Un anno fa, carica di aspettative, preparavo la valigia. Destinazione? Lido di Venezia, Mostra del Cinema. Prima volta e unica, molto probabilmente. I lettori di questo blog lo sanno, per i nuovi, sempre che ce ne siano, andò maluccio. In verità, al tempo fu uno schiaffo che mi scaraventò a terra, ma con il passare del tempo tutto si valuta e rivaluta. Dico “maluccio” solo perché riuscii a vedere una valanga di film, come esperienza fu davvero uno schifo. Ho fatto di tutto per sotterrare lo schifo, l’inverno ha congelato il ricordo, ma poi, arrivata l’estate, non ho più potuto prendere le distanze, nascondere la testa sotto la sabbia, “fare finta che”. La Mostra c’è essendo rassegna di cinema annuale e ho dovuto farci i conti. E allora la rabbia dei mesi passati si è trasformata in una profonda amarezza, in una potentissima fitta allo sterno ogni volta che leggevo una notizia riguardo i film in concorso. All’inizio volevo stracciare i giornali, ma la curiosità mi ha sempre fregato e allora leggevo sapendo di non poterci essere. Posso dire di aver sofferto per tante cose e lo dico senza paura di essere contraddetta da qualcuno più vecchio di me o di essere accusata di essere melodrammatica, d’ingigantire e travisare il senso delle cose.

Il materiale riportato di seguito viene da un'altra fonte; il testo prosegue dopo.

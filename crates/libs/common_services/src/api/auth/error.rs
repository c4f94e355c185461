use crate::database::DbError;
use axum::Json;
use axum::http::StatusCode;
use axum::response::{IntoResponse, Response};
use color_eyre::eyre;
use serde_json::json;
use thiserror::Error;
use tracing::warn;

#[derive(Debug, Error)]
pub enum AuthError {
    #[error("Database error")]
    Database(#[from] sqlx::Error),

    #[error("internal error")]
    Internal(#[from] eyre::Report),

    #[error("Missing authorization token")]
    MissingToken,

    #[error("Invalid authorization token")]
    InvalidToken,

    #[error("Invalid email or password")]
    InvalidCredentials,

    #[error("A user with this email already exists")]
    UserAlreadyExists,

    #[error("User not found")]
    UserNotFound,

    #[error("Invalid username")]
    InvalidUsername,

    #[error("Refresh token expired or not found")]
    RefreshTokenExpiredOrNotFound,
}

fn log_error(error: &AuthError) {
    match error {
        AuthError::Database(e) => warn!("Auth -> Database query failed: {}", e),
        AuthError::Internal(e) => warn!("Auth -> Internal error: {:?}", e),
        other => warn!("Auth -> {}", other),
    }
}

impl IntoResponse for AuthError {
    fn into_response(self) -> Response {
        log_error(&self);

        let (status, error_message) = match self {
            Self::Database(_) => (
                StatusCode::INTERNAL_SERVER_ERROR,
                "A database error occurred.".to_string(),
            ),
            Self::Internal(_) => (
                StatusCode::INTERNAL_SERVER_ERROR,
                "An unexpected internal error occurred.".to_string(),
            ),
            Self::MissingToken | Self::InvalidToken | Self::RefreshTokenExpiredOrNotFound => {
                (StatusCode::UNAUTHORIZED, self.to_string())
            }
            Self::InvalidCredentials => (StatusCode::UNAUTHORIZED, self.to_string()),
            Self::UserAlreadyExists => (StatusCode::CONFLICT, self.to_string()),
            Self::UserNotFound => (StatusCode::NOT_FOUND, self.to_string()),
            Self::InvalidUsername => (StatusCode::BAD_REQUEST, self.to_string()),
        };

        let body = Json(json!({ "error": error_message }));
        (status, body).into_response()
    }
}

impl From<jsonwebtoken::errors::Error> for AuthError {
    fn from(err: jsonwebtoken::errors::Error) -> Self {
        Self::Internal(eyre::Report::new(err))
    }
}

impl From<argon2::password_hash::Error> for AuthError {
    fn from(err: argon2::password_hash::Error) -> Self {
        Self::Internal(eyre::eyre!("Password hashing failed: {err}"))
    }
}

impl From<DbError> for AuthError {
    fn from(err: DbError) -> Self {
        match err {
            DbError::UniqueViolation(_) => Self::UserAlreadyExists,
            DbError::Sqlx(sql_err) => Self::Database(sql_err),
        }
    }
}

Soffro adesso senza mai versare una lacrima perché preferisco annientarmi dentro. Non so affrontare la vita in modo diverso perché so che è impossibile per chi guarda da fuori capire. Come posso spiegare che quell’occasione mancata, questa occasione mancata, sono la constatazione di qualcosa che non va? Che dovrei essere là perché quella è la mia vita, non questa. Che mi sento sempre nel posto sbagliato al momento sbagliato e che Venezia, un anno fa, era un posto sbagliatissimo, ma anche giusto. Che forse non ero pronta, che ero come una bambina che rimane appiccicata alla vetrina, che non ha il coraggio d’entrare, ma che ho visto dentro.

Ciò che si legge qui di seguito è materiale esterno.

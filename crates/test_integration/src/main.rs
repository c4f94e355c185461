use crate::test_context::TestContext;
use color_eyre::Result;
use tracing::Level;
use tracing_subscriber::FmtSubscriber;

mod test_context;
mod test_helpers;
mod utils;

#[tokio::main]
async fn main() -> Result<()> {
    let subscriber = FmtSubscriber::builder()
        .with_max_level(Level::INFO)
        .finish();
    tracing::subscriber::set_global_default(subscriber)?;
    color_eyre::install()?;

    let ctx = TestContext::new().await?;

    tests::run_all(&ctx).await?;

    Ok(())
}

Per di più, la rivoluzione che progettavo sugli scalini del Casinò, aspetta, assopita da qualche parte. Quest’anno sono successe tante cose, anche molto brutte e molto tristi, ma non sono cambiate. Non è cambiato proprio niente.
Com’è stata bella e diversa la scorsa estate, ad attendere incapace di stare ferma sulla sedia quel giorno d’agosto, a prepararsi, a divorare libri di cinema, ad abbandonarsi a felicità piccole come comprarsi un paio di jeans che s’indosserà solo là, non prima.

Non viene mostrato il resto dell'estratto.